Shows you that not everything revolves around the Man Baby, and that serious NATO business goes on, despite his tantrums.
Well attended by a roster of diplomats, journalists, and civil society people from a number of Mediterranean countries (Algeria, Egypt, Israel, Jordan, Mauritania, Morocco, Tunisia are the seven non-NATO member partner countries), as well as NATO International Staff from the Political Affairs and Security Policy Division, the round table showed how NATO goes beyond traditional East-West concerns (NATO's "comfort area," as one of the participants called it) and engages with countries whose stability matters to NATO member states.
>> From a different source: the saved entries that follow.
//! A minimal HTML element tree and writer.
//!
//! Components render into [`Node`]s; [`Node::to_html`] serializes the
//! tree compactly with text and attribute values escaped. This is the
//! library's whole render target; there is no reconciliation and no
//! layout, just markup out.

use std::fmt::Write;

/// A node in the rendered tree.
#[derive(Debug, Clone, PartialEq)]
pub enum Node {
    Element(Element),
    /// Text content, escaped on write.
    Text(String),
    /// A sequence of sibling nodes with no wrapper element.
    Fragment(Vec<Node>),
}

impl Node {
    pub fn text(content: impl Into<String>) -> Self {
        Node::Text(content.into())
    }

    /// Serializes the node to an HTML string.
    pub fn to_html(&self) -> String {
        let mut out = String::new();
        self.write(&mut out);
        out
    }

    fn write(&self, out: &mut String) {
        match self {
            Node::Element(element) => element.write(out),
            Node::Text(text) => out.push_str(&escape_text(text)),
            Node::Fragment(nodes) => {
                for node in nodes {
                    node.write(out);
                }
            }
        }
    }
}

/// An HTML element: tag, attributes in insertion order, children.
#[derive(Debug, Clone, PartialEq)]
pub struct Element {
    tag: String,
    attrs: Vec<(String, String)>,
    children: Vec<Node>,
    self_closing: bool,
}

impl Element {
    pub fn new(tag: impl Into<String>) -> Self {
        Self {
            tag: tag.into(),
            attrs: Vec::new(),
            children: Vec::new(),
            self_closing: false,
        }
    }

    /// An element written as `<tag/>`, for SVG leaves like `path`.
    pub fn self_closing(tag: impl Into<String>) -> Self {
        Self {
            self_closing: true,
            ..Self::new(tag)
        }
    }

    /// Appends an attribute. Attributes are written in insertion order.
    pub fn attr(mut self, name: impl Into<String>, value: impl Into<String>) -> Self {
        self.attrs.push((name.into(), value.into()));
        self
    }

    /// Sets the `class` attribute; an empty class list writes nothing.
    pub fn class(self, classes: &str) -> Self {
        if classes.trim().is_empty() {
            self
        } else {
            self.attr("class", classes.trim())
        }
    }

    pub fn child(mut self, node: Node) -> Self {
        self.children.push(node);
        self
    }

    pub fn children(mut self, nodes: impl IntoIterator<Item = Node>) -> Self {
        self.children.extend(nodes);
        self
    }

    /// Appends a text child.
    pub fn text(self, content: impl Into<String>) -> Self {
        self.child(Node::Text(content.into()))
    }

    pub fn into_node(self) -> Node {
        Node::Element(self)
    }

    pub fn to_html(&self) -> String {
        let mut out = String::new();
        self.write(&mut out);
        out
    }

    fn write(&self, out: &mut String) {
        let _ = write!(out, "<{}", self.tag);
        for (name, value) in &self.attrs {
            let _ = write!(out, " {}=\"{}\"", name, escape_attr(value));
        }
        if self.self_closing && self.children.is_empty() {
            out.push_str("/>");
            return;
        }
        out.push('>');
        for child in &self.children {
            child.write(out);
        }
        let _ = write!(out, "</{}>", self.tag);
    }
}

fn escape_text(text: &str) -> String {
    text.replace('&', "&amp;")
        .replace('<', "&lt;")
        .replace('>', "&gt;")
}

fn escape_attr(value: &str) -> String {
    escape_text(value).replace('"', "&quot;")
}

#[cfg(test)]
mod tests {
    use super::*;

    #[test]
    fn test_simple_element() {
        let node = Element::new("div").class("page").text("hello").into_node();
        assert_eq!(node.to_html(), r#"<div class="page">hello</div>"#);
    }

    #[test]
    fn test_empty_class_writes_no_attribute() {
        let node = Element::new("div").class("").into_node();
        assert_eq!(node.to_html(), "<div></div>");
    }

    #[test]
    fn test_attribute_order_preserved() {
        let node = Element::new("a")
            .attr("href", "#toc")
            .class("link")
            .attr("role", "button")
            .into_node();
        assert_eq!(
            node.to_html(),
            r##"<a href="#toc" class="link" role="button"></a>"##
        );
    }

    #[test]
    fn test_text_escaping() {
        let node = Node::text("a < b & c > d");
        assert_eq!(node.to_html(), "a &lt; b &amp; c &gt; d");
    }

    #[test]
    fn test_attr_escaping() {
        let node = Element::new("span").attr("title", r#"say "hi""#).into_node();
        assert_eq!(node.to_html(), r#"<span title="say &quot;hi&quot;"></span>"#);
    }

    #[test]
    fn test_fragment_concatenates() {
        let node = Node::Fragment(vec![
            Element::new("a").attr("id", "top").into_node(),
            Element::new("div").text("body").into_node(),
        ]);
        assert_eq!(node.to_html(), r#"<a id="top"></a><div>body</div>"#);
    }

    #[test]
    fn test_self_closing() {
        let node = Element::self_closing("path").attr("d", "m18 15-6-6-6 6").into_node();
        assert_eq!(node.to_html(), r#"<path d="m18 15-6-6-6 6"/>"#);
    }
}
"Beyond crisis management, NATO and partners must address protracted instability," summarized one of the participants. Several lamented NATO's role in Libya, which was seen as unfinished business, contrary to the extensive stabilization work done over years in Bosnia.
The Med Dialogue is relatively unknown outside specialist circles, and is seen as under-resourced. With all the shouting about "2 percent" or even "4 percent" at the summit last week, how much will trickle down to this effort in preventive diplomacy? Luckily, the European Union (EU officials were present too) knows the value of this NATO effort, and is increasing its cooperation in the same region.
This long term and low profile engagement with its southern flank shows that NATO defines security in a holistic fashion. Limiting the discussion to how much countries devote to military spending - the POTUS doctrine of spending = security - is way too simplistic an approach to collective security. What if encouraging Med Dialogue partners to invest in coast guard patrols contributes way more in the long run than buying a couple of F-35s?
The Med Dialogue, like much of great value at NATO, has no warships or tanks at its command. But it does have a network of experienced people committed to dialogue, and the GMF is to be commended for its serious evaluation of this program that contributes to human security, among NATO countries and their neighbors to the south.